◆ What the task requires ◆
Below are records; quote them exactly from the first line through the line that contains "pub fn has_unbalanced_quotes(line: &str)".

◆ Information given ◆
//! Shell-style tokenization
//!
//! Splits a raw line into tokens honoring single quotes, double quotes and
//! backslash escapes. Tokenization never fails: input with unbalanced
//! quoting falls back to plain whitespace splitting.

use tracing::debug;

/// Split `line` into shell-style tokens
pub fn tokenize(line: &str) -> Vec<String> {
    let trimmed = line.trim();
    if trimmed.is_empty() {
        return Vec::new();
    }

    shlex::split(trimmed).unwrap_or_else(|| {
        debug!("Unbalanced quoting in {:?}, falling back to whitespace split", trimmed);
        trimmed.split_whitespace().map(ToString::to_string).collect()
    })
}

/// Whether `line` has an unterminated single or double quote
pub fn has_unbalanced_quotes(line: &str) -> bool {
    let mut quote: Option<char> = None;
    let mut escaped = false;

    for ch in line.chars() {
        if escaped {
            escaped = false;
            continue;
        }
        match (quote, ch) {
            (Some('\''), '\'') => quote = None,
            (Some('\''), _) => {}
            (_, '\\') => escaped = true,
            (Some('"'), '"') => quote = None,
            (None, '"') | (None, '\'') => quote = Some(ch),
            _ => {}
        }
    }

    quote.is_some()
}
/// One `ls -l` line
fn long_entry(path: &Path, name: &str, human: bool) -> String {
    let meta = match fs::symlink_metadata(path) {
        Ok(meta) => meta,
        Err(e) => return format!("ls: cannot access '{}': {}", name, io_reason(&e)),
    };

    let size = if human {
        human_size(meta.len())
    } else {
        meta.len().to_string()
    };
    let modified = meta
        .modified()
        .map(|time| DateTime::<Local>::from(time).format("%b %d %H:%M").to_string())
        .unwrap_or_else(|_| "?".to_string());

    let mut line = format!(
        "{} {:>3} {:<8} {:<8} {:>8} {} {}",
        mode_string(&meta),
        meta.nlink(),
        user_name(meta.uid()),
        group_name(meta.gid()),
        size,
        modified,
        name
    );
    if meta.file_type().is_symlink() {
        if let Ok(link) = fs::read_link(path) {
            line.push_str(&format!(" -> {}", link.display()));
        }
    }
    line
}

/// `drwxr-xr-x` style type and permission string
fn mode_string(meta: &Metadata) -> String {
    let file_type = meta.file_type();
    let kind = if file_type.is_dir() {
        'd'
    } else if file_type.is_symlink() {
        'l'
    } else {
        '-'
    };

    let mode = meta.permissions().mode();
    let mut out = String::with_capacity(10);
    out.push(kind);
    for shift in [6, 3, 0] {
        let bits = (mode >> shift) & 0o7;
        out.push(if bits & 0o4 != 0 { 'r' } else { '-' });
        out.push(if bits & 0o2 != 0 { 'w' } else { '-' });
        out.push(if bits & 0o1 != 0 { 'x' } else { '-' });
    }
    out
}

fn user_name(uid: u32) -> String {
    User::from_uid(Uid::from_raw(uid))
        .ok()
        .flatten()
        .map(|user| user.name)
        .unwrap_or_else(|| uid.to_string())
}
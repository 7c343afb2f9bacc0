//! Integration Tests for Line Dispatch
//!
//! These tests drive whole lines through the shell engine and check which
//! backend answered and what it returned.

use plainsh::backends::CommandCategory;
use plainsh::{Config, SessionContext, Shell};
use std::fs;
use tempfile::TempDir;

fn shell_with(config: Config) -> (Shell, SessionContext, TempDir) {
    let dir = TempDir::new().unwrap();
    let session = SessionContext::new(dir.path());
    (Shell::new(config), session, dir)
}

fn shell() -> (Shell, SessionContext, TempDir) {
    shell_with(Config::default())
}

#[tokio::test]
async fn test_natural_language_request_runs_translated_command() {
    let (shell, mut session, dir) = shell();

    let result = shell
        .execute("create a new folder called projects", &mut session)
        .await;

    assert!(result.is_success(), "{}", result.output);
    assert!(dir.path().join("projects").is_dir());
    // History keeps what was typed, not what ran
    assert_eq!(
        session.history().last(),
        Some("create a new folder called projects")
    );
}

#[tokio::test]
async fn test_unknown_request_lists_suggestions() {
    let (shell, mut session, _dir) = shell();

    let result = shell.execute("how do i search stuff", &mut session).await;

    assert_eq!(result.exit_code, 1);
    assert_eq!(
        result.output,
        "I couldn't understand that command. Did you mean:\n  • find . -name \"<pattern>\"\n  • find <path> -name \"<pattern>\""
    );
}

#[tokio::test]
async fn test_unknown_request_without_suggestions() {
    let (shell, mut session, _dir) = shell();

    let result = shell.execute("could you juggle", &mut session).await;

    assert_eq!(result.exit_code, 1);
    assert_eq!(
        result.output,
        "I couldn't understand that command. Type 'help' for available commands or 'ai examples' for natural language examples."
    );
}

#[tokio::test]
async fn test_direct_find_is_not_translated() {
    let (shell, mut session, dir) = shell();
    fs::write(dir.path().join("main.py"), "").unwrap();
    fs::write(dir.path().join("notes.md"), "").unwrap();

    let result = shell.execute("find . *.py", &mut session).await;

    assert_eq!(result.output, "./main.py");
}

#[tokio::test]
async fn test_backend_precedence() {
    let (shell, _session, _dir) = shell();
    let dispatcher = shell.dispatcher();

    assert_eq!(dispatcher.category_of("pwd"), CommandCategory::Builtin);
    assert_eq!(dispatcher.category_of("mkdir"), CommandCategory::FileOperation);
    assert_eq!(dispatcher.category_of("free"), CommandCategory::SystemMonitor);
    assert_eq!(dispatcher.category_of("echo"), CommandCategory::External);
}

#[tokio::test]
async fn test_external_command_output() {
    let (shell, mut session, _dir) = shell();

    let result = shell.execute("echo hello", &mut session).await;

    assert!(result.is_success());
    assert_eq!(result.output, "hello\n");
}

#[tokio::test]
async fn test_external_command_runs_in_session_directory() {
    let (shell, mut session, dir) = shell();
    fs::create_dir(dir.path().join("inner")).unwrap();

    shell.execute("cd inner", &mut session).await;
    let result = shell.execute("sh -c pwd", &mut session).await;

    assert!(result.output.trim_end().ends_with("inner"));
}

#[tokio::test]
async fn test_missing_program_is_127() {
    let (shell, mut session, _dir) = shell();

    let result = shell.execute("nonexistent_cmd_xyz", &mut session).await;

    assert_eq!(result.exit_code, 127);
    assert_eq!(result.output, "Command 'nonexistent_cmd_xyz' not found");
}

#[tokio::test]
async fn test_slow_program_times_out() {
    let mut config = Config::default();
    config.shell.command_timeout_secs = 1;
    let (shell, mut session, _dir) = shell_with(config);

    let result = shell.execute("sleep 5", &mut session).await;

    assert_eq!(result.exit_code, 124);
    assert_eq!(result.output, "Command timed out after 1 seconds");
}

#[tokio::test]
async fn test_timed_out_pipeline_leaves_nothing_running() {
    let mut config = Config::default();
    config.shell.command_timeout_secs = 1;
    let (shell, mut session, dir) = shell_with(config);

    let result = shell
        .execute("(sleep 2; touch late.txt) | cat", &mut session)
        .await;
    assert_eq!(result.exit_code, 124);

    tokio::time::sleep(std::time::Duration::from_secs(3)).await;
    assert!(!dir.path().join("late.txt").exists());
}

#[tokio::test]
async fn test_pipeline_runs_as_a_whole() {
    let (shell, mut session, _dir) = shell();

    let result = shell
        .execute("printf 'x\\ny\\nz\\n' | wc -l", &mut session)
        .await;

    assert!(result.is_success());
    assert_eq!(result.output.trim(), "3");
}

#[tokio::test]
async fn test_output_redirection_of_external_command() {
    let (shell, mut session, dir) = shell();

    let result = shell.execute("echo hello > out.txt", &mut session).await;
    assert!(result.is_success());
    assert!(result.output.is_empty());

    shell.execute("echo again >> out.txt", &mut session).await;
    let written = fs::read_to_string(dir.path().join("out.txt")).unwrap();
    assert_eq!(written, "hello\nagain\n");
}

#[tokio::test]
async fn test_input_redirection_of_external_command() {
    let (shell, mut session, dir) = shell();
    fs::write(dir.path().join("names.txt"), "carol\nbob\n").unwrap();

    let result = shell.execute("sort < names.txt", &mut session).await;

    assert_eq!(result.output, "bob\ncarol\n");
}

#[tokio::test]
async fn test_background_command_returns_immediately() {
    let (shell, mut session, _dir) = shell();

    let result = shell.execute("sleep 1 &", &mut session).await;

    assert!(result.is_success());
    assert!(result.output.starts_with("[bg] "));
}

#[tokio::test]
async fn test_intent_layer_can_be_disabled() {
    let mut config = Config::default();
    config.intent.enabled = false;
    let (shell, mut session, _dir) = shell_with(config);

    // Without translation this is just an unknown program
    let result = shell.execute("where am i", &mut session).await;

    assert_ne!(result.exit_code, 0);
    assert_ne!(result.output, session.current_directory().display().to_string());
}

#[cfg(target_os = "linux")]
#[tokio::test]
async fn test_system_monitor_commands() {
    let (shell, mut session, _dir) = shell();

    let result = shell.execute("uname -s", &mut session).await;
    assert_eq!(result.output, "Linux");

    let result = shell.execute("whoami", &mut session).await;
    assert!(result.is_success());
    assert!(!result.output.is_empty());
}

#[tokio::test]
async fn test_sessions_do_not_share_state() {
    let shell = Shell::default();
    let first_dir = TempDir::new().unwrap();
    let second_dir = TempDir::new().unwrap();
    let mut first = SessionContext::new(first_dir.path());
    let mut second = SessionContext::new(second_dir.path());
    fs::create_dir(first_dir.path().join("sub")).unwrap();

    shell.execute("cd sub", &mut first).await;
    shell.execute("pwd", &mut second).await;

    assert_eq!(first.current_directory(), first_dir.path().join("sub"));
    assert_eq!(second.current_directory(), second_dir.path());
    assert_eq!(first.history().entries(), ["cd sub"]);
    assert_eq!(second.history().entries(), ["pwd"]);
}
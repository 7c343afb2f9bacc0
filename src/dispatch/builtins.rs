//! Session built-ins
//!
//! Commands that act on the [`SessionContext`] itself rather than on the
//! host: directory changes, history, leaving the session and the explicit
//! `ai` request form.

use super::Dispatcher;
use crate::error::{Error, Result};
use crate::intent::IntentMatcher;
use crate::models::{DispatchResult, ParsedCommand, SessionContext};
use crate::platform::{resolve_path, Platform};
use nix::unistd::{access, AccessFlags};
use std::fmt::Write;
use tracing::{debug, info};

/// Commands handled before any backend
pub const BUILTIN_COMMANDS: &[&str] = &[
    "exit", "quit", "help", "history", "clear", "cd", "pwd", "ai", "ask",
];

const CLEAR_SCREEN: &str = "\x1b[2J\x1b[H";

const AI_USAGE: &str = "Usage: ai <natural language query>\n\
    Example: ai 'show me the files in this directory'\n\
    Type 'ai examples' for more examples.";

const AI_HINT: &str = "Type 'ai examples' for example queries.";

const HELP_TEXT: &str = "\
Available Commands:
==================

Built-in Commands:
  exit, quit              - Exit the shell
  help                    - Show this help message
  history [query]         - Show or search command history
  clear                   - Clear the screen
  cd [dir|-|~]            - Change directory
  pwd                     - Print working directory

File Operations:
  ls [-alh] [path]        - List directory contents
  mkdir [-p] <dir>        - Create directory
  rmdir <dir>             - Remove empty directory
  rm [-rf] <file/dir>     - Remove file or directory
  cp [-rp] <src> <dest>   - Copy file or directory
  mv <src> <dest>         - Move/rename file or directory
  cat <file>              - Display file contents
  touch <file>            - Create empty file
  find [path] [pattern]   - Find files/directories (-name, -iname, -type)
  stat <path>             - Show file status
  head/tail [-n N] <file> - Show the start or end of a file
  wc [-lwc] <file>        - Count lines, words and bytes

System Monitoring:
  ps [aux|-ef]            - List running processes
  top                     - Show system processes (snapshot)
  df [-h] [path]          - Show disk space usage
  free [-h]               - Show memory usage
  uptime                  - Show system uptime
  kill [-SIG] <pid>       - Send a signal to a process
  killall [-s SIG] <name> - Signal processes by name
  who, whoami, uname [-a] - Users and system identity

AI Commands:
  ai <query>              - Process natural language query
  ask <query>             - Same as 'ai'
  ai examples             - Show natural language examples

System Commands:
  Any other command is run as a host process.
  Pipelines (a | b), redirection (> >> <) and trailing & are supported.

Examples:
  ls -la
  mkdir new_folder
  cp file1.txt backup/
  ps aux
  find . *.py

Natural Language Examples:
  \"show me the files in this directory\"
  \"create a new folder called projects\"
  \"copy file.txt to backup folder\"
  \"find all python files\"
  \"what processes are running\"";

/// Lines that ask for translation explicitly and skip the heuristic gate
pub(super) fn is_explicit_request(line: &str) -> bool {
    matches!(line.split_whitespace().next(), Some("ai" | "ask"))
}

impl Dispatcher {
    pub(super) async fn run_builtin(
        &self,
        command: &ParsedCommand,
        session: &mut SessionContext,
    ) -> Result<DispatchResult> {
        let args = &command.args;
        match command.name.as_str() {
            "exit" | "quit" => {
                info!("Session {} ending", session.id());
                session.stop();
                Ok(DispatchResult::success("Goodbye!"))
            }
            "help" => Ok(DispatchResult::success(HELP_TEXT)),
            "history" => self.history(args, session),
            "clear" => Ok(DispatchResult::success(CLEAR_SCREEN)),
            "cd" => change_directory(args, session),
            "pwd" => Ok(DispatchResult::success(
                session.current_directory().display().to_string(),
            )),
            "ai" | "ask" => Ok(self.ask(args, session).await),
            other => Err(Error::CommandNotFound {
                command: other.to_string(),
            }),
        }
    }

    fn history(&self, args: &[String], session: &SessionContext) -> Result<DispatchResult> {
        let history = session.history();
        if let Some(flag) = args.iter().find(|arg| arg.starts_with('-')) {
            return Err(Error::InvalidArgument {
                command: "history".to_string(),
                message: format!("{}: not supported, history is append-only", flag),
            });
        }

        if !args.is_empty() {
            let query = args.join(" ");
            let matches = history.search(&query);
            if matches.is_empty() {
                return Ok(DispatchResult::error(format!(
                    "history: no entries matching '{}'",
                    query
                )));
            }
            return Ok(DispatchResult::success(matches.join("\n")));
        }

        if history.is_empty() {
            return Ok(DispatchResult::success("No commands in history"));
        }

        let mut text = String::new();
        for (position, entry) in history.recent(self.history_limit) {
            let _ = writeln!(text, "{:3}  {}", position, entry);
        }
        Ok(DispatchResult::success(text))
    }

    /// `ai <query>`: translate and run, showing the command first
    async fn ask(&self, args: &[String], session: &mut SessionContext) -> DispatchResult {
        if args.is_empty() {
            return DispatchResult::error(AI_USAGE);
        }

        let query = args.join(" ");
        if matches!(query.to_lowercase().as_str(), "examples" | "example" | "help") {
            return DispatchResult::success(examples_text());
        }

        match self.matcher.resolve(&query) {
            Some(resolved) => {
                debug!("ai '{}' -> '{}'", query, resolved.command);
                // Boxed: run_line reaches this function again
                Box::pin(self.run_line(&resolved.command, session))
                    .await
                    .prefixed(&format!("Executing: {}\n", resolved.command))
            }
            None => self.not_understood(&query, "query", AI_HINT),
        }
    }
}

fn examples_text() -> String {
    let mut text = String::from("Natural Language Examples:\n\n");
    for (index, example) in IntentMatcher::example_queries().iter().enumerate() {
        let _ = writeln!(text, "{:2}. {}", index + 1, example);
    }
    text.push_str("\nYou can also use these queries directly without the 'ai' command.");
    text
}

fn change_directory(args: &[String], session: &mut SessionContext) -> Result<DispatchResult> {
    let cd_error = |message: String| -> Result<DispatchResult> {
        Ok(DispatchResult::error(format!("cd: {}", message)))
    };

    if args.len() > 1 {
        return cd_error("too many arguments".to_string());
    }

    let raw = args.first().map(String::as_str).unwrap_or("~");
    let announce = raw == "-";
    let target = match raw {
        "-" => match session.previous_directory() {
            Some(previous) => previous.to_path_buf(),
            None => return cd_error("OLDPWD not set".to_string()),
        },
        "~" if args.is_empty() => match Platform::paths().home_dir() {
            Some(home) => home,
            None => return cd_error("HOME not set".to_string()),
        },
        _ => resolve_path(session.current_directory(), raw),
    };

    if !target.exists() {
        return cd_error(format!("no such file or directory: {}", raw));
    }
    if !target.is_dir() {
        return Err(Error::NotADirectory {
            command: "cd".to_string(),
            path: raw.to_string(),
        });
    }
    if access(&target, AccessFlags::X_OK).is_err() {
        return cd_error(format!("permission denied: {}", raw));
    }

    debug!("cd {}", target.display());
    session.set_current_directory(target);

    if announce {
        Ok(DispatchResult::success(
            session.current_directory().display().to_string(),
        ))
    } else {
        Ok(DispatchResult::empty())
    }
}
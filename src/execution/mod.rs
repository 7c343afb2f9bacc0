//! External command execution
//!
//! Commands no in-process backend claims are spawned directly as host
//! processes under a wall-clock timeout. Each foreground child leads its own
//! process group, and the whole group is killed when the timeout expires or
//! the waiting future is dropped. Multi-stage pipelines are handed whole to
//! `sh -c`.

use crate::error::{Error, Result};
use crate::models::DispatchResult;
use async_trait::async_trait;
use nix::errno::Errno;
use nix::sys::signal::{killpg, Signal};
use nix::unistd::Pid;
use std::collections::HashMap;
use std::fs::File;
use std::io;
use std::os::unix::process::ExitStatusExt;
use std::path::{Path, PathBuf};
use std::process::Stdio;
use std::time::Duration;
use tokio::process::Command;
use tokio::time::timeout;
use tracing::{debug, warn};

/// Shell used for multi-stage pipelines
pub const PIPELINE_SHELL: &str = "sh";

/// One external process invocation
#[derive(Debug, Clone, PartialEq, Eq)]
pub struct ExternalCommand {
    pub program: String,
    pub args: Vec<String>,
    pub working_dir: PathBuf,
    /// File connected to the child's stdin
    pub stdin_file: Option<PathBuf>,
    /// Detach and report the pid instead of waiting
    pub background: bool,
    /// Where a detached child's stdout goes, and whether to append
    pub output_file: Option<(PathBuf, bool)>,
    pub timeout: Duration,
}

impl ExternalCommand {
    pub fn new(
        program: impl Into<String>,
        args: Vec<String>,
        working_dir: impl Into<PathBuf>,
        timeout: Duration,
    ) -> Self {
        Self {
            program: program.into(),
            args,
            working_dir: working_dir.into(),
            stdin_file: None,
            background: false,
            output_file: None,
            timeout,
        }
    }

    /// Run a whole pipeline line through the host shell
    pub fn pipeline(line: &str, working_dir: impl Into<PathBuf>, timeout: Duration) -> Self {
        Self::new(
            PIPELINE_SHELL,
            vec!["-c".to_string(), line.to_string()],
            working_dir,
            timeout,
        )
    }

    pub fn with_stdin(mut self, file: Option<PathBuf>) -> Self {
        self.stdin_file = file;
        self
    }

    pub fn in_background(mut self, background: bool) -> Self {
        self.background = background;
        self
    }
}

/// Runs commands outside the shell process
#[async_trait]
pub trait ExternalExecutor: Send + Sync {
    async fn execute(&self, command: &ExternalCommand) -> Result<DispatchResult>;
}

/// Executor that spawns host processes with tokio
#[derive(Debug, Default)]
pub struct ProcessExecutor {
    /// Extra environment variables for every child
    env_vars: HashMap<String, String>,
}

impl ProcessExecutor {
    pub fn new() -> Self {
        Self::default()
    }

    /// Set environment variable
    pub fn set_env(&mut self, key: String, value: String) {
        self.env_vars.insert(key, value);
    }

    fn build(&self, command: &ExternalCommand) -> Result<Command> {
        let mut cmd = Command::new(program_path(&command.program, &command.working_dir));
        cmd.args(&command.args)
            .current_dir(&command.working_dir)
            .envs(&self.env_vars);

        let stdin = match &command.stdin_file {
            Some(path) => {
                let file = File::open(path).map_err(|e| {
                    Error::from_io(&command.program, &path.display().to_string(), e)
                })?;
                Stdio::from(file)
            }
            None => Stdio::null(),
        };
        cmd.stdin(stdin);
        Ok(cmd)
    }

    fn spawn_error(command: &ExternalCommand, err: io::Error) -> Error {
        match err.kind() {
            io::ErrorKind::NotFound => Error::CommandNotFound {
                command: command.program.clone(),
            },
            _ => Error::CommandSpawnFailed {
                command: command.program.clone(),
                reason: err.to_string(),
            },
        }
    }
}

#[async_trait]
impl ExternalExecutor for ProcessExecutor {
    async fn execute(&self, command: &ExternalCommand) -> Result<DispatchResult> {
        debug!(
            "spawning {} {:?} in {}",
            command.program,
            command.args,
            command.working_dir.display()
        );
        let mut cmd = self.build(command)?;

        if command.background {
            let stdout = match &command.output_file {
                Some((path, append)) => std::fs::OpenOptions::new()
                    .create(true)
                    .write(true)
                    .append(*append)
                    .truncate(!*append)
                    .open(path)
                    .map(Stdio::from)
                    .map_err(|e| {
                        Error::from_io(&command.program, &path.display().to_string(), e)
                    })?,
                None => Stdio::null(),
            };
            let child = cmd
                .stdout(stdout)
                .stderr(Stdio::null())
                .kill_on_drop(false)
                .spawn()
                .map_err(|e| Self::spawn_error(command, e))?;
            let pid = child.id().unwrap_or_default();
            return Ok(DispatchResult::success(format!("[bg] {}", pid)));
        }

        let child = cmd
            .stdout(Stdio::piped())
            .stderr(Stdio::piped())
            .process_group(0)
            .kill_on_drop(true)
            .spawn()
            .map_err(|e| Self::spawn_error(command, e))?;
        let group = GroupGuard::new(child.id());

        // On expiry, or when the caller stops waiting, the guard is dropped
        // with the group still armed and takes every descendant down with it
        let output = match timeout(command.timeout, child.wait_with_output()).await {
            Ok(result) => {
                let output = result?;
                group.release();
                output
            }
            Err(_) => {
                warn!(
                    "{} exceeded {}s and was killed",
                    command.program,
                    command.timeout.as_secs()
                );
                return Err(Error::CommandTimeout {
                    command: command.program.clone(),
                    duration: command.timeout,
                });
            }
        };

        let mut text = String::from_utf8_lossy(&output.stdout).into_owned();
        if !output.stderr.is_empty() {
            text.push('\n');
            text.push_str(&String::from_utf8_lossy(&output.stderr));
        }

        let exit_code = output
            .status
            .code()
            .or_else(|| output.status.signal().map(|signal| 128 + signal))
            .unwrap_or(-1);

        Ok(DispatchResult::with_code(text, exit_code))
    }
}

/// Kills a foreground child's process group unless released
///
/// The child is spawned with `process_group(0)`, so its pid is also the
/// group id shared by pipeline stages and anything else it starts.
struct GroupGuard {
    pgid: Option<Pid>,
}

impl GroupGuard {
    fn new(pid: Option<u32>) -> Self {
        Self {
            pgid: pid.and_then(|pid| i32::try_from(pid).ok()).map(Pid::from_raw),
        }
    }

    /// The child finished on its own; leave the group alone
    fn release(mut self) {
        self.pgid = None;
    }
}

impl Drop for GroupGuard {
    fn drop(&mut self) {
        let Some(pgid) = self.pgid.take() else {
            return;
        };
        match killpg(pgid, Signal::SIGKILL) {
            Ok(()) => debug!("killed process group {}", pgid),
            // Every member already exited
            Err(Errno::ESRCH) => {}
            Err(e) => warn!("Failed to kill process group {}: {}", pgid, e),
        }
    }
}

/// Relative program paths like `./run.sh` resolve against the session directory
fn program_path(program: &str, working_dir: &Path) -> PathBuf {
    let path = Path::new(program);
    if program.contains('/') && path.is_relative() {
        working_dir.join(path)
    } else {
        path.to_path_buf()
    }
}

◆ Answer to this exercise ◆
//! Shell-style tokenization
//!
//! Splits a raw line into tokens honoring single quotes, double quotes and
//! backslash escapes. Tokenization never fails: input with unbalanced
//! quoting falls back to plain whitespace splitting.

use tracing::debug;

/// Split `line` into shell-style tokens
pub fn tokenize(line: &str) -> Vec<String> {
    let trimmed = line.trim();
    if trimmed.is_empty() {
        return Vec::new();
    }

    shlex::split(trimmed).unwrap_or_else(|| {
        debug!("Unbalanced quoting in {:?}, falling back to whitespace split", trimmed);
        trimmed.split_whitespace().map(ToString::to_string).collect()
    })
}

/// Whether `line` has an unterminated single or double quote
pub fn has_unbalanced_quotes(line: &str) -> bool {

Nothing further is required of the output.